→ WORK INSTRUCTION: Establish how many lines in the material include the string "values" and report it as a lone number.

→ DATA EXCERPTS:
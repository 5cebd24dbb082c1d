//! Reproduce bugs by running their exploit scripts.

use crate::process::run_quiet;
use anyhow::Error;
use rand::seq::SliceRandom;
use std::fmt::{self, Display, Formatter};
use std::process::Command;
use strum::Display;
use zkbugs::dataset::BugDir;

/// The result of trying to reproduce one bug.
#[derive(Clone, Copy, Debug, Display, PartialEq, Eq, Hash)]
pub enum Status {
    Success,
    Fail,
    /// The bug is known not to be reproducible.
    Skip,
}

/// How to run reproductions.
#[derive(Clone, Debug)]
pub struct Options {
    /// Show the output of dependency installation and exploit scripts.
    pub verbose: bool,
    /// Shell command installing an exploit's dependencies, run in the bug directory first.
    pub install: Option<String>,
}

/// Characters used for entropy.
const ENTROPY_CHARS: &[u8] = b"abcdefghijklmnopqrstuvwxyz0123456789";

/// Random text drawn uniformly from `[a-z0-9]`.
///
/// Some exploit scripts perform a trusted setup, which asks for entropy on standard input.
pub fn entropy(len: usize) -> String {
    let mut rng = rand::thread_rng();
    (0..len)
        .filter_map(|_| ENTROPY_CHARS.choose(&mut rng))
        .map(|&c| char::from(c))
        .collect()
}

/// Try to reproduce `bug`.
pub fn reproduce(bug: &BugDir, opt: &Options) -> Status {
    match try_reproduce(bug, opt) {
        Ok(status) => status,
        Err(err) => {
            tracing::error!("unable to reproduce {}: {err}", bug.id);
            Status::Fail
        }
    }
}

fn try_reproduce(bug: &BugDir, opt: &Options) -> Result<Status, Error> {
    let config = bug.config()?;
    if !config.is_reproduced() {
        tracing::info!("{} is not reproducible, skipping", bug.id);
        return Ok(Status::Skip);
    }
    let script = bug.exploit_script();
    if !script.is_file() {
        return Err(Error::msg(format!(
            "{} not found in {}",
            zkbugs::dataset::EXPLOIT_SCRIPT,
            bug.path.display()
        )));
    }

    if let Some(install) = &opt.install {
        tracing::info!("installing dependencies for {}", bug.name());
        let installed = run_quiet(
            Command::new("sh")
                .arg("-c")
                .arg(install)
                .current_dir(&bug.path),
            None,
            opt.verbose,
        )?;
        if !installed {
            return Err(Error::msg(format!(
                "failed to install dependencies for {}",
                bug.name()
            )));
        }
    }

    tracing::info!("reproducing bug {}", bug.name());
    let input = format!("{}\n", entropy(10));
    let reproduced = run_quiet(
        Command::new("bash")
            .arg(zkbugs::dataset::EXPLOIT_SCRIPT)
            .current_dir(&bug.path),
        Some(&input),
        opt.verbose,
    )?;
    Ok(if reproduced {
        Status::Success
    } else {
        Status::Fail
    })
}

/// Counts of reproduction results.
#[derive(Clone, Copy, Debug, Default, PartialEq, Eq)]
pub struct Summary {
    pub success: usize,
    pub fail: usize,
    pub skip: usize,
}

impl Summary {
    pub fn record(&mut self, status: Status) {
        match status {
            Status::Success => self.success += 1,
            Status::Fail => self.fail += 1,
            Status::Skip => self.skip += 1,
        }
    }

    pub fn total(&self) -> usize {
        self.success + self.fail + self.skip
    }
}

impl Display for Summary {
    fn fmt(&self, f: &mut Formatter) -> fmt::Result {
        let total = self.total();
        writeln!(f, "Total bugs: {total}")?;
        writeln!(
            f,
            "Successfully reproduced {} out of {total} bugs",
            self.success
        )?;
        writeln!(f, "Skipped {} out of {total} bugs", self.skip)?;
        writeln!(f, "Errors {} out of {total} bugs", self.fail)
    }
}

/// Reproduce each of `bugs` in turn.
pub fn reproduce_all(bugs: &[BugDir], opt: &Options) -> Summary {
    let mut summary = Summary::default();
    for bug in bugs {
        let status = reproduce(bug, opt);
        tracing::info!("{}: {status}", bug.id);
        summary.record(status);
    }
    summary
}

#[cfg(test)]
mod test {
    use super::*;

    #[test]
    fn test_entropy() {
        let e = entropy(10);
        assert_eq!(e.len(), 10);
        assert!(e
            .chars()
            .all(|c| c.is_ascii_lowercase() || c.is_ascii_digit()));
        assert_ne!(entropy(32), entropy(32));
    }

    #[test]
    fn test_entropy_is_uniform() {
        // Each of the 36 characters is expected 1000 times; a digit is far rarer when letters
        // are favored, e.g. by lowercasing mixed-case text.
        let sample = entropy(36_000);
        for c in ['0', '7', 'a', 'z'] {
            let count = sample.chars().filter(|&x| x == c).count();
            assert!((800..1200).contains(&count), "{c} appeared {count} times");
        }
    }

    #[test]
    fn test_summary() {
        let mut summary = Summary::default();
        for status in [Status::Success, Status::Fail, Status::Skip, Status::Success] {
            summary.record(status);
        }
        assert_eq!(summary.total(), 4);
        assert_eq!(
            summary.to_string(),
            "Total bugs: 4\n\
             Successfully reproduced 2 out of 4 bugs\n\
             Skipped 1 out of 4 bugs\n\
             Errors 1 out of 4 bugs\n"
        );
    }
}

==

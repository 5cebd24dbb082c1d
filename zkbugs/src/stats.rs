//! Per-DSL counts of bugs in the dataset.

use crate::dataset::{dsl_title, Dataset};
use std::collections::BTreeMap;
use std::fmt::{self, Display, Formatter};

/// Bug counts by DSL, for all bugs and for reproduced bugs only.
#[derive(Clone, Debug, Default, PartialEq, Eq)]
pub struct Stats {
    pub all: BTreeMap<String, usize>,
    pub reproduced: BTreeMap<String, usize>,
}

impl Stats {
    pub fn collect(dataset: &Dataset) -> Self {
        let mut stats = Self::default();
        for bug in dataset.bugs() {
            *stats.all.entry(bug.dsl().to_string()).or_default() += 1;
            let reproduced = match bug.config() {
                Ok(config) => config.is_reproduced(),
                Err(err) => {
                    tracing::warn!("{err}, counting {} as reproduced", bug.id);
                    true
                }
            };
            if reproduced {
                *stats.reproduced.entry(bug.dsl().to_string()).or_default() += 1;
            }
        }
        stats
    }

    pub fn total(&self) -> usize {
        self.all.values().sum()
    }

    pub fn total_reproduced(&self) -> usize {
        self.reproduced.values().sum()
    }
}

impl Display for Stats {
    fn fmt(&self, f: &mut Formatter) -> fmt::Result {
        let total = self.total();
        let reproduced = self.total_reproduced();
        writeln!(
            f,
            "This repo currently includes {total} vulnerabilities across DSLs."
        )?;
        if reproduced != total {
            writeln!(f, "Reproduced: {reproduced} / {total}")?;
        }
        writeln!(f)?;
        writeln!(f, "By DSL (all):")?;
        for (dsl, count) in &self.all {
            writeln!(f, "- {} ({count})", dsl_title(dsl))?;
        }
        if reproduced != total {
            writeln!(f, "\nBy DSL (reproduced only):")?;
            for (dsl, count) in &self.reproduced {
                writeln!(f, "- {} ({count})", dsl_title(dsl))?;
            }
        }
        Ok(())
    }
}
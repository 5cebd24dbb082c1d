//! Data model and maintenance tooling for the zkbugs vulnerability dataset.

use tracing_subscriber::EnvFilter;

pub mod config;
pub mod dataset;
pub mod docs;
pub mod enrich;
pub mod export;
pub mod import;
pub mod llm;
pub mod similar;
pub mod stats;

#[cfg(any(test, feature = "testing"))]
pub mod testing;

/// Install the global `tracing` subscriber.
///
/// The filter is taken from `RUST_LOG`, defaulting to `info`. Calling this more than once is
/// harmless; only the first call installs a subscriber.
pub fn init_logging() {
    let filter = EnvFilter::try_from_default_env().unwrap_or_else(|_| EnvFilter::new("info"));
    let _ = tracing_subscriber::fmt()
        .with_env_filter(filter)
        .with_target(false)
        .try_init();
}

→ FINAL ANSWER: 2